Environmental Conservation Police on Patrol

Environmental Conservation Police on Patrol

The New York State Department of Environmental Conservation’s (DEC) Division of Law Enforcement enforces the 71 chapters of New York State’s Environmental Conservation Law (ECL), protecting fish and wildlife and preserving environmental quality across New York. In 1880, the first eight Game Protectors proudly began serving to protect the natural resources and people of New York State. In 2022, Environmental Conservation Police Officers (ECOs) and Investigators across the state responded to more than 25,600 calls and worked on cases that resulted in nearly 13,800 tickets or arrests for violations ranging from deer poaching to solid waste dumping, illegal mining, the black market pet trade, and excessive emissions violations.

“DEC Environmental Conservation Police Officers and Investigators work hard each day to serve their communities, protect our precious natural resources, and safeguard public health, while ensuring those who break the state’s stringent Environmental Conservation Laws are held accountable,” DEC Commissioner Basil Seggos said. “In partnership with local, state, and federal law enforcement, DEC looks forward to continuing to support the work our ECOs perform in every corner of New York.”

Illegal Guns Intercepted – Oswego County

On April 23, ECO Bonilla responded to a firearms complaint in the town of New Haven. The ECO arrived at the location and observed three men standing at a table with five long guns on it. The group advised they were conducting target practice for most of the evening. Officer Bonilla realized the men were well within the 500-foot limit for discharging firearms near dwellings. He also observed two of the long guns had characteristics that made them unlawful under the NY SAFE Act. ECO Bonilla charged the trio with discharging a firearm within 500 feet of a dwelling. New York State Police arrested the individual who admitted to owning the two guns with unpermitted modifications and charged him with several misdemeanor and felony charges related to the SAFE Act.
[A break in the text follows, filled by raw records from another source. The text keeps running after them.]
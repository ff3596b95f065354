//! Telegram update handlers
//!
//! Wires incoming updates to the [`RelayController`]. Long-running work is
//! spawned onto its own task so the dispatcher keeps serving other chats.

use crate::bot::transport::TelegramTransport;
use crate::bot::views::{DefaultRelayView, RelayView};
use crate::relay::RelayController;
use crate::store::PresentationHandle;
use std::sync::Arc;
use teloxide::dispatching::UpdateHandler;
use teloxide::prelude::*;
use teloxide::types::CallbackQuery;
use teloxide::utils::command::BotCommands;
use tracing::{debug, error, warn};

/// Supported bot commands
#[derive(BotCommands, Clone, Debug)]
#[command(rename_rule = "lowercase", description = "Supported commands:")]
pub enum Command {
    /// Greeting with usage
    #[command(description = "show how to use the bot")]
    Start,
    /// Usage
    #[command(description = "show how to use the bot")]
    Help,
}

/// Build the dispatcher handler tree.
///
/// Every button press goes to the interaction path (the audio button is the
/// only control the bot attaches), commands get a usage reply, every other
/// text message goes to the message path.
#[must_use]
pub fn setup_handler() -> UpdateHandler<teloxide::RequestError> {
    dptree::entry()
        .branch(Update::filter_callback_query().endpoint(handle_audio_callback))
        .branch(
            Update::filter_message()
                .branch(
                    dptree::entry()
                        .filter_command::<Command>()
                        .endpoint(handle_command),
                )
                .branch(
                    dptree::filter(|msg: Message| {
                        msg.text().is_some_and(|text| !text.starts_with('/'))
                    })
                    .endpoint(handle_text_message),
                ),
        )
}

async fn handle_command(
    bot: Bot,
    msg: Message,
    cmd: Command,
    relay: Arc<RelayController>,
) -> Result<(), teloxide::RequestError> {
    match cmd {
        Command::Start | Command::Help => {
            let text = DefaultRelayView::help(relay.link_marker());
            if let Err(e) = bot.send_message(msg.chat.id, text).await {
                error!(chat_id = msg.chat.id.0, error = %e, "Failed to send help");
            }
        }
    }
    respond(())
}

async fn handle_text_message(
    bot: Bot,
    msg: Message,
    relay: Arc<RelayController>,
) -> Result<(), teloxide::RequestError> {
    let Some(text) = msg.text().map(ToString::to_string) else {
        return respond(());
    };
    if !text.contains(relay.link_marker()) {
        return respond(());
    }

    let chat_id = msg.chat.id;
    tokio::spawn(async move {
        let transport = TelegramTransport::new(bot);
        let outcome = relay.handle_text(&transport, chat_id, &text).await;
        debug!(chat_id = chat_id.0, ?outcome, "Message handled");
    });

    respond(())
}

/// The video message a button press refers to, whatever its callback data
fn interaction_handle(q: &CallbackQuery) -> Option<PresentationHandle> {
    q.message
        .as_ref()
        .map(|m| PresentationHandle::new(m.chat().id, m.id()))
}

async fn handle_audio_callback(
    bot: Bot,
    q: CallbackQuery,
    relay: Arc<RelayController>,
) -> Result<(), teloxide::RequestError> {
    let Some(handle) = interaction_handle(&q) else {
        warn!(data = ?q.data, "Callback query without an attached message");
        if let Err(e) = bot.answer_callback_query(q.id.clone()).await {
            warn!(error = %e, "Failed to answer callback query");
        }
        return respond(());
    };

    tokio::spawn(async move {
        let transport = TelegramTransport::for_callback(bot, q);
        let outcome = relay.handle_interaction(&transport, handle).await;
        debug!(handle = %handle, ?outcome, "Interaction handled");
    });

    respond(())
}

#[cfg(test)]
mod tests {
    use super::*;
    use teloxide::types::{ChatId, MessageId};

    fn callback(data: &str, with_message: bool) -> Result<CallbackQuery, serde_json::Error> {
        let mut value = serde_json::json!({
            "id": "4382bfdwdsb323b2d9",
            "from": { "id": 1, "is_bot": false, "first_name": "Alice" },
            "chat_instance": "-4211598447373389632",
            "data": data,
        });
        if with_message {
            value["message"] = serde_json::json!({
                "message_id": 7,
                "date": 1_700_000_000,
                "chat": { "id": 42, "type": "private", "first_name": "Alice" },
                "from": { "id": 99, "is_bot": true, "first_name": "Relay", "username": "relay_bot" },
                "caption": "@alice",
                "video": {
                    "file_id": "BAACAgIAAxkBAAIB",
                    "file_unique_id": "AgAD",
                    "width": 720,
                    "height": 1280,
                    "duration": 12
                }
            });
        }
        serde_json::from_value(value)
    }

    #[test]
    fn test_any_callback_data_maps_to_video_message() -> Result<(), serde_json::Error> {
        let expected = Some(PresentationHandle::new(ChatId(42), MessageId(7)));
        assert_eq!(interaction_handle(&callback("audio", true)?), expected);
        assert_eq!(interaction_handle(&callback("stale-button", true)?), expected);
        Ok(())
    }

    #[test]
    fn test_callback_without_message_has_no_handle() -> Result<(), serde_json::Error> {
        assert_eq!(interaction_handle(&callback("audio", false)?), None);
        Ok(())
    }

    #[test]
    fn test_command_parsing() -> Result<(), teloxide::utils::command::ParseError> {
        assert!(matches!(Command::parse("/start", "relay_bot")?, Command::Start));
        assert!(matches!(Command::parse("/help", "relay_bot")?, Command::Help));
        assert!(Command::parse("/unknown", "relay_bot").is_err());
        Ok(())
    }
}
It Wasn’t Me – Delaware County

On May 5, an individual turkey hunting in the Bear Spring Mountain Wildlife Management Area in the town of Walton observed a subject drive down the road. The driver mistook the hunter’s turkey decoys for real turkeys and discharged a 12-guage shotgun round from his vehicle. The subject sped away after realizing he had shot a fake turkey. The hunter called ECOs for assistance and provided Officers with a description of the vehicle. ECOs Doig and Osborne patrolled the area for the next two days attempting to locate the vehicle without success. On May 7, Officer Osbourne spotted a vehicle matching the description traveling in the same area where the shooting occurred. The ECO followed the vehicle a short distance before it pulled into the driveway of a residence and interviewed the driver who denied shooting the decoy despite having a 12-guage shotgun and other evidence in his vehicle. Officer Osbourne left the residence, but returned to re-interview the subject after further investigation. This time, the subject admitted to shooting from his vehicle at what he believed to be a real turkey. The ECO ticketed the subject for possessing a loaded firearm in a motor vehicle and hunting with the aid of a motor vehicle, returnable to the Town of Walton Court.

Fake plastic turkey
Turkey decoy shot during illegal hunting incident in Delaware County

Turkey Decoy Detail – Town of Niles

Earlier this month, Lieutenant Colesante and ECOs Sincebaugh and Prentice conducted a turkey decoy detail in the town of Niles. During the detail, a familiar subject pulled up and shot the decoy out the driver’s side window of his pickup truck while his 14-year-old son watched from the passenger seat. The shooter is well known to Lt. Colesante and ECO Sincebaugh as someone who repeatedly fails to comply with New York State Environmental Conservation Law. The Officers ticketed the subject for possessing a loaded firearm in a motor vehicle and shooting from a public highway. Additional charges may follow, pending consultation with the District Attorney’s Office.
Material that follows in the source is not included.